══ GIVEN INFORMATION

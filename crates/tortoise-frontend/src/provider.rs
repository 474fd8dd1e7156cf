use crate::error::FrontendResult;
use crate::types::{ModelInfo, SynthesisOutput, SynthesisRequest, VoiceMaterial};
use crate::voices::VoiceOption;
use async_trait::async_trait;

/// The pretrained speech model the front-ends drive.
#[async_trait]
pub trait SpeechModel: Send + Sync {
    /// Generate `request.k` candidate waveforms for the request text.
    ///
    /// When `return_deterministic_state` is set the output carries the seed
    /// the model resolved, which may differ from the one requested when none
    /// was given.
    async fn tts_with_preset(&self, request: SynthesisRequest) -> FrontendResult<SynthesisOutput>;

    /// Get current model information
    fn model_info(&self) -> ModelInfo;

    /// Sample rate of generated audio
    fn output_sample_rate(&self) -> u32 {
        crate::types::OUTPUT_SAMPLE_RATE
    }
}

/// Looks up reference audio or precomputed latents by voice name.
#[async_trait]
pub trait VoiceStore: Send + Sync {
    /// Material for one voice. `random` yields empty material.
    async fn load_voice(&self, voice: VoiceOption) -> FrontendResult<VoiceMaterial>;

    /// Material for several voices merged into one speaker.
    async fn load_voices(&self, voices: &[VoiceOption]) -> FrontendResult<VoiceMaterial>;

    /// Voices this store can actually serve
    fn available_voices(&self) -> Vec<VoiceOption>;
}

════

EXERCISE DETAILS. When a line in the material above includes the word "VoiceOption", copy that line.

WORKED SOLUTION.
use crate::voices::VoiceOption;
    async fn load_voice(&self, voice: VoiceOption) -> FrontendResult<VoiceMaterial>;
    async fn load_voices(&self, voices: &[VoiceOption]) -> FrontendResult<VoiceMaterial>;
    fn available_voices(&self) -> Vec<VoiceOption>;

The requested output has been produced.